Yemeni government security forces fired teargas and live rounds of ammunition into crowds of opposition supporters Saturday, causing numerous casualties. Witnesses say the government forces were attempting to stop the protesters, who were advancing towards their positions.

Arab satellite channels showed wounded young men in obvious pain as doctors and medics applied antiseptics to their wounds. Dozens of casualties were lined up on the floor of one local hospital.

The opposition march began at Sana'a University, where protesters shouted slogans against the government and carried banners calling for the resignation of embattled President Ali Abdullah Saleh.

Shooting and scuffles broke out after demonstrators tried to cross into territory held by forces loyal to President Saleh along Zubeiri Street. A dissident army unit, loyal to defected army commander Ali Mohsen al-Ahmar controls the square and surrounding district where protesters are camped out.

Deputy Information Minister Abdou Janadi deplored the casualties, but insisted that it was the opposition that provoked the clashes.  He says the casualties are unfortunate, but accuses the opposition of using the protesters as a human shield and dispatching them in the direction of loyalist forces for a confrontation.

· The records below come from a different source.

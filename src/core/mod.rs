//! Core data model
//!
//! This module contains:
//! - Hashes and the ternary address codec
//! - The local snapshot state and its plaintext parser

pub mod address;
pub mod snapshot;

pub use address::{
    AddressCodec, Hash, TernaryCodec, ADDRESS_WITH_CHECKSUM_TRYTES, HASH_BYTES, HASH_TRYTES,
};
pub use snapshot::{
    SnapshotState, SupplyCheck, FIXED_HEADER_BYTES, INDEX_ENTRY_BYTES, LEDGER_ENTRY_BYTES,
    TOTAL_SUPPLY,
};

Stephen Steinbeiser, who heads the American Center for Yemeni Studies in Sana'a, says the capital has increasingly been divided up into rival centers of power that sometimes come into conflict.

"The situation feels like a low-level civil war, and there are parts of the city downtown where we are that you just can't really go into," Steinbeiser noted.  "Some of these areas have been blocked off for months and it does look like a war zone. It looks like kind of the early days of the civil war in Beirut. On the one side you have the burned out buildings and cars, on the other side you have the pocked-marked buildings. It's not completely destroyed, but the soldiers are taking positions on the street corners..."

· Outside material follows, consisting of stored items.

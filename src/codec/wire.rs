//! Endian-aware primitives shared by every binary layout

use crate::core::{Hash, HASH_BYTES};
use crate::error::FormatError;
use byteorder::{BigEndian, LittleEndian, ReadBytesExt, WriteBytesExt};
use std::collections::BTreeMap;
use std::io::{self, Write};

/// Byte order of multi-byte fields
#[derive(Debug, Clone, Copy, PartialEq, Eq)]
pub enum Endian {
    Big,
    Little,
}

impl Endian {
    pub fn write_i32<W: Write>(self, w: &mut W, v: i32) -> io::Result<()> {
        match self {
            Endian::Big => w.write_i32::<BigEndian>(v),
            Endian::Little => w.write_i32::<LittleEndian>(v),
        }
    }

    pub fn write_i64<W: Write>(self, w: &mut W, v: i64) -> io::Result<()> {
        match self {
            Endian::Big => w.write_i64::<BigEndian>(v),
            Endian::Little => w.write_i64::<LittleEndian>(v),
        }
    }

    pub fn write_u64<W: Write>(self, w: &mut W, v: u64) -> io::Result<()> {
        match self {
            Endian::Big => w.write_u64::<BigEndian>(v),
            Endian::Little => w.write_u64::<LittleEndian>(v),
        }
    }
}

/// Count as the format's i32, rejecting anything larger
pub fn count_i32(field: &'static str, count: usize) -> Result<i32, FormatError> {
    i32::try_from(count).map_err(|_| FormatError::CountOverflow { field, count })
}

pub fn write_index_entries<W: Write>(
    w: &mut W,
    endian: Endian,
    entries: &BTreeMap<Hash, i32>,
) -> io::Result<()> {
    for (hash, index) in entries {
        w.write_all(hash.as_bytes())?;
        endian.write_i32(w, *index)?;
    }
    Ok(())
}

pub fn write_ledger_entries<W: Write>(
    w: &mut W,
    endian: Endian,
    entries: &BTreeMap<Hash, u64>,
) -> io::Result<()> {
    for (address, balance) in entries {
        w.write_all(address.as_bytes())?;
        endian.write_u64(w, *balance)?;
    }
    Ok(())
}

// =============================================================================
// Reader
// =============================================================================

/// Cursor over an in-memory buffer; running out of bytes is a
/// [`FormatError::Truncated`] naming the section being read
pub struct WireReader<'a> {
    buf: &'a [u8],
    endian: Endian,
}

impl<'a> WireReader<'a> {
    pub fn new(buf: &'a [u8], endian: Endian) -> Self {
        Self { buf, endian }
    }

    pub fn remaining(&self) -> usize {
        self.buf.len()
    }

    pub fn bytes(&mut self, len: usize, section: &'static str) -> Result<&'a [u8], FormatError> {
        if self.buf.len() < len {
            return Err(FormatError::Truncated { section });
        }
        let (head, tail) = self.buf.split_at(len);
        self.buf = tail;
        Ok(head)
    }

    pub fn hash(&mut self, section: &'static str) -> Result<Hash, FormatError> {
        Hash::from_slice(self.bytes(HASH_BYTES, section)?)
    }

    pub fn i32(&mut self, section: &'static str) -> Result<i32, FormatError> {
        let truncated = |_| FormatError::Truncated { section };
        match self.endian {
            Endian::Big => self.buf.read_i32::<BigEndian>().map_err(truncated),
            Endian::Little => self.buf.read_i32::<LittleEndian>().map_err(truncated),
        }
    }

    pub fn i64(&mut self, section: &'static str) -> Result<i64, FormatError> {
        let truncated = |_| FormatError::Truncated { section };
        match self.endian {
            Endian::Big => self.buf.read_i64::<BigEndian>().map_err(truncated),
            Endian::Little => self.buf.read_i64::<LittleEndian>().map_err(truncated),
        }
    }

    pub fn u64(&mut self, section: &'static str) -> Result<u64, FormatError> {
        let truncated = |_| FormatError::Truncated { section };
        match self.endian {
            Endian::Big => self.buf.read_u64::<BigEndian>().map_err(truncated),
            Endian::Little => self.buf.read_u64::<LittleEndian>().map_err(truncated),
        }
    }

    /// A non-negative i32 count whose entries must fit in what is left
    pub fn count(
        &mut self,
        field: &'static str,
        entry_bytes: usize,
    ) -> Result<usize, FormatError> {
        let value = self.i32(field)?;
        let count = usize::try_from(value).map_err(|_| FormatError::NegativeCount { field, value })?;
        if count.saturating_mul(entry_bytes) > self.remaining() {
            return Err(FormatError::Truncated { section: field });
        }
        Ok(count)
    }

    pub fn index_entries(
        &mut self,
        count: usize,
        section: &'static str,
    ) -> Result<BTreeMap<Hash, i32>, FormatError> {
        let mut entries = BTreeMap::new();
        for _ in 0..count {
            let hash = self.hash(section)?;
            let index = self.i32(section)?;
            insert_unique(&mut entries, hash, index, section)?;
        }
        Ok(entries)
    }

    pub fn ledger_entries(
        &mut self,
        count: usize,
        section: &'static str,
    ) -> Result<BTreeMap<Hash, u64>, FormatError> {
        let mut entries = BTreeMap::new();
        for _ in 0..count {
            let address = self.hash(section)?;
            let balance = self.u64(section)?;
            insert_unique(&mut entries, address, balance, section)?;
        }
        Ok(entries)
    }

    pub fn finish(self) -> Result<(), FormatError> {
        match self.buf.len() {
            0 => Ok(()),
            count => Err(FormatError::TrailingBytes { count }),
        }
    }
}

fn insert_unique<V>(
    entries: &mut BTreeMap<Hash, V>,
    key: Hash,
    value: V,
    section: &'static str,
) -> Result<(), FormatError> {
    if entries.insert(key, value).is_some() {
        return Err(FormatError::DuplicateKey {
            section,
            key: key.to_string(),
        });
    }
    Ok(())
}

#[cfg(test)]
mod tests {
    use super::*;

    #[test]
    fn test_endianness_of_written_fields() {
        let mut big = Vec::new();
        Endian::Big.write_i32(&mut big, 1).unwrap();
        assert_eq!(big, [0, 0, 0, 1]);

        let mut little = Vec::new();
        Endian::Little.write_i32(&mut little, 1).unwrap();
        assert_eq!(little, [1, 0, 0, 0]);

        let mut reader = WireReader::new(&little, Endian::Little);
        assert_eq!(reader.i32("x").unwrap(), 1);
        reader.finish().unwrap();
    }

    #[test]
    fn test_truncated_and_negative_counts() {
        let mut reader = WireReader::new(&[0, 0], Endian::Big);
        assert_eq!(
            reader.i32("header"),
            Err(FormatError::Truncated { section: "header" })
        );

        let raw = (-1i32).to_be_bytes();
        let mut reader = WireReader::new(&raw, Endian::Big);
        assert!(matches!(
            reader.count("ledger", 57),
            Err(FormatError::NegativeCount { value: -1, .. })
        ));

        // a count that cannot possibly fit is caught before allocating
        let raw = 1_000_000i32.to_be_bytes();
        let mut reader = WireReader::new(&raw, Endian::Big);
        assert!(matches!(
            reader.count("ledger", 57),
            Err(FormatError::Truncated { .. })
        ));
    }

    #[test]
    fn test_duplicate_keys_rejected() {
        let hash = Hash::from_trytes("DUP").unwrap();
        let mut buf = Vec::new();
        for _ in 0..2 {
            buf.extend_from_slice(hash.as_bytes());
            Endian::Big.write_i32(&mut buf, 5).unwrap();
        }
        let mut reader = WireReader::new(&buf, Endian::Big);
        assert!(matches!(
            reader.index_entries(2, "solid entry points"),
            Err(FormatError::DuplicateKey { .. })
        ));
    }

    #[test]
    fn test_count_overflow() {
        assert!(count_i32("spent addresses", i32::MAX as usize + 1).is_err());
        assert_eq!(count_i32("spent addresses", 3).unwrap(), 3);
    }
}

Steinbeiser argues that the "longer the (chaos) continues, the worse the situation becomes... and the less likely it is for any kind of peaceful resolution." He also notes that the rest of Yemen is in a holding pattern, "waiting to see who wins in the capital."

A Yemeni goverment official said that overnight several suspected U.S. air strikes targeted al-Qaida positions in Shabwa province killing several al-Qaida leaders including the media chief for al-Qaida's Yemen branch and a son of slain U.S. born cleric Anwar al-Awlaki.